On June 3, 2010, the United States Mint ended sales for the Letitia Tyler and Julia Tyler First Spouse Gold Coins. This coincided with the release of the latest coin in the series honoring Jane Pierce. The Tyler coins were both available for a shorter time frame than typical for recent releases of the series, which resulted in lower sales.
The Letitia Tyler First Spouse Gold Coin was first available for sale on July 2, 2009. The coins were priced at $629 for the proof version and $614 for the uncirculated version. When last available the coins were priced at $779 and $766 due to the higher underlying price of gold. After a sales period of just under eleven months, the coins had last reported sales of 5,163 proof coins and 3,152 uncirculated coins.

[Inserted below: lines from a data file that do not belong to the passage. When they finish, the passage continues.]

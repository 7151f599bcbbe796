//! Turning located anchors into insertion instructions.
//!
//! Plans are pure values computed from original node boundaries: no file is
//! touched here, the offsets never overlap, and nothing needs re-parsing
//! before the commit applies them.

use crate::locate::{ImportAnchor, ObjectAnchor};

/// A single planned insertion: `text` goes immediately to the right of
/// `offset` in the original source.
#[derive(Debug, Clone, PartialEq, Eq)]
pub struct Insertion {
    pub offset: usize,
    pub text: String,
}

/// Plan the class-side edit: the configuration option becomes the last key of
/// the decorator's options object.
///
/// An empty object has no last property to anchor on; the option is inserted
/// as the sole element right after the opening `{` instead.
pub fn plan_option(anchor: &ObjectAnchor, option: &str) -> Insertion {
    match anchor.last_property_end {
        Some(end) => Insertion {
            offset: end,
            text: format!(",\n  {option}"),
        },
        None => Insertion {
            offset: anchor.open_end,
            text: format!(" {option} "),
        },
    }
}

/// Plan the import-side edit: the symbol is appended to the named-import
/// list, or inserted as its sole element when the list is empty.
pub fn plan_import(anchor: &ImportAnchor, symbol: &str) -> Insertion {
    match anchor.last_specifier_end {
        Some(end) => Insertion {
            offset: end,
            text: format!(", {symbol}"),
        },
        None => Insertion {
            offset: anchor.open_end,
            text: symbol.to_owned(),
        },
    }
}
//! Tree-sitter based parsing of the patch target file.
//!
//! The grammar is an off-the-shelf black box; the patcher only walks the
//! resulting tree. tree-sitter recovers from syntax errors with ERROR nodes
//! instead of failing, which matches the tolerance this component needs: the
//! target file may reference unresolved symbols and still be patchable.

use snafu::Snafu;
use tree_sitter::{Parser as TsParser, Tree};

/// Supported languages for parsing
#[derive(Debug, Clone, Copy, PartialEq, Eq)]
pub enum Language {
    /// TypeScript sources (`.ts`)
    TypeScript,
    /// TypeScript with JSX (`.tsx`)
    Tsx,
}

/// Parser errors
#[derive(Debug, Snafu)]
pub enum ParseError {
    #[snafu(display("tree-sitter rejected the {:?} grammar", language))]
    Grammar { language: Language },

    #[snafu(display("tree-sitter produced no syntax tree"))]
    NoTree,
}

/// Language-specific parser wrapping a tree-sitter instance
pub struct Parser {
    /// The language this parser is configured for
    language: Language,

    /// Tree-sitter parser instance
    ts_parser: TsParser,
}

impl Parser {
    /// Create a parser for the specified language
    pub fn from_language(language: Language) -> Result<Self, ParseError> {
        let grammar = match language {
            Language::TypeScript => tree_sitter_typescript::language_typescript(),
            Language::Tsx => tree_sitter_typescript::language_tsx(),
        };
        let mut ts_parser = TsParser::new();
        ts_parser
            .set_language(grammar)
            .map_err(|_| ParseError::Grammar { language })?;

        Ok(Self {
            language,
            ts_parser,
        })
    }

    /// Parse text into a syntax tree
    pub fn parse_text(&mut self, text: &str) -> Result<Tree, ParseError> {
        self.ts_parser.parse(text, None).ok_or(ParseError::NoTree)
    }

    /// Get the language this parser is configured for
    pub fn language(&self) -> Language {
        self.language
    }
}

impl Language {
    /// Get the file extensions associated with this language
    pub fn extensions(&self) -> &'static [&'static str] {
        match self {
            Language::TypeScript => &["ts", "mts", "cts"],
            Language::Tsx => &["tsx"],
        }
    }

    /// Get the human-readable name of the language
    pub fn name(&self) -> &'static str {
        match self {
            Language::TypeScript => "TypeScript",
            Language::Tsx => "TSX",
        }
    }

    /// Pick a language from a path's extension.
    pub fn from_path(path: &str) -> Option<Self> {
        let ext = std::path::Path::new(path).extension()?.to_str()?;
        [Language::TypeScript, Language::Tsx]
            .into_iter()
            .find(|language| language.extensions().contains(&ext))
    }
}
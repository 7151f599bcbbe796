//! The patch operation: parse, locate, plan, commit.

use crate::{
    bridge, locate,
    parser::{Language, ParseError, Parser},
    plan,
};
use armature_vfs::{MemoryStore, StoreError};
use snafu::{ResultExt, Snafu};
use tracing::debug;

/// Configuration constants for one decorator patch.
///
/// Everything here is fixed at configuration time, not discovered at runtime
/// (the names to match and the payloads to insert).
#[derive(Debug, Clone)]
pub struct DecoratorPatch {
    /// Absolute virtual path of the file to patch.
    pub file: String,
    /// Callee name of the decorator invocation to extend.
    pub decorator: String,
    /// Module specifier of the import declaration to extend.
    pub module: String,
    /// Source text of the option appended to the decorator's options object.
    pub option: String,
    /// Name appended to the module's named-import list.
    pub symbol: String,
}

impl DecoratorPatch {
    /// The stock configuration applied by the scaffolding pipeline: default
    /// the generated root component to the OnPush change-detection strategy.
    pub fn on_push(file: impl Into<String>) -> Self {
        Self {
            file: file.into(),
            decorator: "Component".to_owned(),
            module: "@angular/core".to_owned(),
            option: "changeDetection: ChangeDetectionStrategy.OnPush".to_owned(),
            symbol: "ChangeDetectionStrategy".to_owned(),
        }
    }
}

/// Fatal failures of the patch operation.
///
/// The recoverable conditions (unrecognized decorator form, no matching class
/// or import, empty collections) never surface here; they degrade to warnings
/// and leave the affected half of the patch unplanned.
#[derive(Debug, Snafu)]
pub enum PatchError {
    #[snafu(display("entry file {path:?} not found in store"))]
    MissingEntryFile { path: String },

    #[snafu(display("parsing {path:?} failed: {source}"))]
    Parse { path: String, source: ParseError },

    #[snafu(display("staged update for {path:?} failed: {source}"))]
    Store { path: String, source: StoreError },
}

/// Apply one decorator patch to the store.
///
/// The only observable effect is the entry file's content being replaced,
/// atomically, at the end; intermediate state never escapes. Applying the same
/// patch twice appends twice -- the operation assumes a freshly generated
/// project and does not guard against re-application.
pub fn apply(store: &mut MemoryStore, patch: &DecoratorPatch) -> Result<(), PatchError> {
    let path = patch.file.as_str();

    let src = bridge::load(store, path)
        .context(StoreSnafu { path })?
        .ok_or_else(|| PatchError::MissingEntryFile {
            path: path.to_owned(),
        })?;

    let language = Language::from_path(path).unwrap_or(Language::TypeScript);
    let mut parser = Parser::from_language(language).context(ParseSnafu { path })?;
    let tree = parser.parse_text(&src).context(ParseSnafu { path })?;

    let located = locate::locate(&tree, &src, &patch.decorator, &patch.module);

    let mut update = store
        .begin_update(bridge::store_key(path))
        .context(StoreSnafu { path })?;
    if let Some(anchor) = &located.object {
        let insertion = plan::plan_option(anchor, &patch.option);
        update.insert_right(insertion.offset, insertion.text);
    }
    if let Some(anchor) = &located.import {
        let insertion = plan::plan_import(anchor, &patch.symbol);
        update.insert_right(insertion.offset, insertion.text);
    }

    debug!(
        path,
        class_edit = located.object.is_some(),
        import_edit = located.import.is_some(),
        "committing decorator patch"
    );
    store.commit_update(update).context(StoreSnafu { path })?;
    Ok(())
}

The Julia Tyler First Spouse Gold Coin went on sale August 6, 2009. The coins also carried initial pricing of $629 for proofs and $614 for uncirculated coins and were last priced at $779 and $766. The most recent sales figures indicate 4,830 proof coins and 2,861 uncirculated coins sold by the United States Mint. The sales period was roughly ten months in duration.
The Letitia and Julia Tyler coins were both issued for the 10th Presidency, since President John Tyler had a first and second wife while in office. A similar situation will arise in 2013, when coins are issued to honor the first and second wives of President Woodrow Wilson.
Because five coins were offered in the prior year compared to the standard four, the United States Mint chose to end sales of two coins to coincide with the start of sales for the latest coin. In general, the US Mint has indicated that they will keep each release of the First Spouse Gold Coin series on sale for approximately one year or until the maximum authorized mintage has been sold. In practice, they have ended sales for the longest available coin when a new one was offered. This has sometimes resulted in an availability period of greater than one year.
The last reported sales of the Letitia Tyler and Julia Tyler coins suggest that mintages will rank as the lowest on record for coins of the series no longer available for sale. These mintages will also be extremely low on a historical basis for modern gold coins issued by the United States Mint.